TASK TO COMPLETE
Retype the data below, every word of it, exactly.

STUDY MATERIAL
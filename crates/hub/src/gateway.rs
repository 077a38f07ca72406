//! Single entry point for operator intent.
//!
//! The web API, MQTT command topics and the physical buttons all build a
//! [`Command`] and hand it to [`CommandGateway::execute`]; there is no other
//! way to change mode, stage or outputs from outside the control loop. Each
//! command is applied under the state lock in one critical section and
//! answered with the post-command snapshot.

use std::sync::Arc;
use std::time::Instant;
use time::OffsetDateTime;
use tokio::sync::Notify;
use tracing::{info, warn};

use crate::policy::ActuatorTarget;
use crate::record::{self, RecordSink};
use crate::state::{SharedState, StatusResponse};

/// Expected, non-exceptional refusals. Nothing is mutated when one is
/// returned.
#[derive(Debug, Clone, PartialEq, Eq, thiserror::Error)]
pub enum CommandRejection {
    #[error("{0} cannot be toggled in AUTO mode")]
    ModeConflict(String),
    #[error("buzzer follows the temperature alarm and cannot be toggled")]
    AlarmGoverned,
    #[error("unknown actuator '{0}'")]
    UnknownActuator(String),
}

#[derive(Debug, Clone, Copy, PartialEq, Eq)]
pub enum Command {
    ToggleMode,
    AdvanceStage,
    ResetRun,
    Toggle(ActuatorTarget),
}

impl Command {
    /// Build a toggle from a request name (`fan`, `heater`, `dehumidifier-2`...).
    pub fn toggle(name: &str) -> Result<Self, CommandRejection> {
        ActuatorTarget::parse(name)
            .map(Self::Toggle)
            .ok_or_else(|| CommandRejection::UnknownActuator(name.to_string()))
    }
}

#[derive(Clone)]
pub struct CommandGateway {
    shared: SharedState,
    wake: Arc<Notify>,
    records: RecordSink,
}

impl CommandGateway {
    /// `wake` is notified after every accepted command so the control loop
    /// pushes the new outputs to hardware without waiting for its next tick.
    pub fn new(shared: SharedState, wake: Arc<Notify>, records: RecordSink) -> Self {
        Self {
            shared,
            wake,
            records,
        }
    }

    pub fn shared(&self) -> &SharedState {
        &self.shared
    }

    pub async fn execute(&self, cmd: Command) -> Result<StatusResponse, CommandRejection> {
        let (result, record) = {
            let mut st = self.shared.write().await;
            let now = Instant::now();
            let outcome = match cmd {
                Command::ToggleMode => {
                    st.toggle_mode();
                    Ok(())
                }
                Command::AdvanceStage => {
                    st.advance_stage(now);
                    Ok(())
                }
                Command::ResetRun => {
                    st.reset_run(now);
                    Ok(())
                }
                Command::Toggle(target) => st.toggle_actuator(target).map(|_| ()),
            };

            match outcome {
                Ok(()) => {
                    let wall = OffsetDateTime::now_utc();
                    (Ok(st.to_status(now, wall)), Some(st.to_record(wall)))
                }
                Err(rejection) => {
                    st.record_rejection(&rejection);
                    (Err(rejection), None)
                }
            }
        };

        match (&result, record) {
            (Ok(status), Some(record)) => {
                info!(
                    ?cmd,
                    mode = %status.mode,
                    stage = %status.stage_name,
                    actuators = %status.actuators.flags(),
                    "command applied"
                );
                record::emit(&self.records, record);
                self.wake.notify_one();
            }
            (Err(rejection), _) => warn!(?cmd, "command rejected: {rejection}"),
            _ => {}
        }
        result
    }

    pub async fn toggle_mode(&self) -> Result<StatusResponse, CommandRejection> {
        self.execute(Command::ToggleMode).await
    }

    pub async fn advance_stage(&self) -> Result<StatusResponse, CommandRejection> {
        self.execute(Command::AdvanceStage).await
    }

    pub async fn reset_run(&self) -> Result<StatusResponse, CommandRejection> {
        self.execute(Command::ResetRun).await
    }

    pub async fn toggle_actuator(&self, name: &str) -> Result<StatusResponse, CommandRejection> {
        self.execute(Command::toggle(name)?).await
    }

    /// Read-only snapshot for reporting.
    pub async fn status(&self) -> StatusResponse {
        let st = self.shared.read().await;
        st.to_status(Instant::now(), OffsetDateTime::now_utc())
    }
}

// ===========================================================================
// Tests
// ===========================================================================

RESULT OF THE EXERCISE
filename crates/hub/src/gateway.rs
repository 077a38f07ca72406
//! Single entry point for operator intent.
//!
//! The web API, MQTT command topics and the physical buttons all build a
//! [`Command`] and hand it to [`CommandGateway::execute`]; there is no other
//! way to change mode, stage or outputs from outside the control loop. Each
//! command is applied under the state lock in one critical section and
//! answered with the post-command snapshot.

use std::sync::Arc;
use std::time::Instant;
use time::OffsetDateTime;
use tokio::sync::Notify;
use tracing::{info, warn};

use crate::policy::ActuatorTarget;
use crate::record::{self, RecordSink};
use crate::state::{SharedState, StatusResponse};

/// Expected, non-exceptional refusals. Nothing is mutated when one is
/// returned.
#[derive(Debug, Clone, PartialEq, Eq, thiserror::Error)]
pub enum CommandRejection {
    #[error("{0} cannot be toggled in AUTO mode")]
    ModeConflict(String),
    #[error("buzzer follows the temperature alarm and cannot be toggled")]
    AlarmGoverned,
    #[error("unknown actuator '{0}'")]
    UnknownActuator(String),
}

#[derive(Debug, Clone, Copy, PartialEq, Eq)]
pub enum Command {
    ToggleMode,
    AdvanceStage,
    ResetRun,
    Toggle(ActuatorTarget),
}

impl Command {
    /// Build a toggle from a request name (`fan`, `heater`, `dehumidifier-2`...).
    pub fn toggle(name: &str) -> Result<Self, CommandRejection> {
        ActuatorTarget::parse(name)
            .map(Self::Toggle)
            .ok_or_else(|| CommandRejection::UnknownActuator(name.to_string()))
    }
}

#[derive(Clone)]
pub struct CommandGateway {
    shared: SharedState,
    wake: Arc<Notify>,
    records: RecordSink,
}

impl CommandGateway {
    /// `wake` is notified after every accepted command so the control loop
    /// pushes the new outputs to hardware without waiting for its next tick.
    pub fn new(shared: SharedState, wake: Arc<Notify>, records: RecordSink) -> Self {
        Self {
            shared,
            wake,
            records,
        }
    }

    pub fn shared(&self) -> &SharedState {
        &self.shared
    }

    pub async fn execute(&self, cmd: Command) -> Result<StatusResponse, CommandRejection> {
        let (result, record) = {
            let mut st = self.shared.write().await;
            let now = Instant::now();
            let outcome = match cmd {
                Command::ToggleMode => {
                    st.toggle_mode();
                    Ok(())
                }
                Command::AdvanceStage => {
                    st.advance_stage(now);
                    Ok(())
                }
                Command::ResetRun => {
                    st.reset_run(now);
                    Ok(())
                }
                Command::Toggle(target) => st.toggle_actuator(target).map(|_| ()),
            };

            match outcome {
                Ok(()) => {
                    let wall = OffsetDateTime::now_utc();
                    (Ok(st.to_status(now, wall)), Some(st.to_record(wall)))
                }
                Err(rejection) => {
                    st.record_rejection(&rejection);
                    (Err(rejection), None)
                }
            }
        };

        match (&result, record) {
            (Ok(status), Some(record)) => {
                info!(
                    ?cmd,
                    mode = %status.mode,
                    stage = %status.stage_name,
                    actuators = %status.actuators.flags(),
                    "command applied"
                );
                record::emit(&self.records, record);
                self.wake.notify_one();
            }
            (Err(rejection), _) => warn!(?cmd, "command rejected: {rejection}"),
            _ => {}
        }
        result
    }

    pub async fn toggle_mode(&self) -> Result<StatusResponse, CommandRejection> {
        self.execute(Command::ToggleMode).await
    }

    pub async fn advance_stage(&self) -> Result<StatusResponse, CommandRejection> {
        self.execute(Command::AdvanceStage).await
    }

    pub async fn reset_run(&self) -> Result<StatusResponse, CommandRejection> {
        self.execute(Command::ResetRun).await
    }

    pub async fn toggle_actuator(&self, name: &str) -> Result<StatusResponse, CommandRejection> {
        self.execute(Command::toggle(name)?).await
    }

    /// Read-only snapshot for reporting.
    pub async fn status(&self) -> StatusResponse {
        let st = self.shared.read().await;
        st.to_status(Instant::now(), OffsetDateTime::now_utc())
    }
}

// ===========================================================================
// Tests
// ===========================================================================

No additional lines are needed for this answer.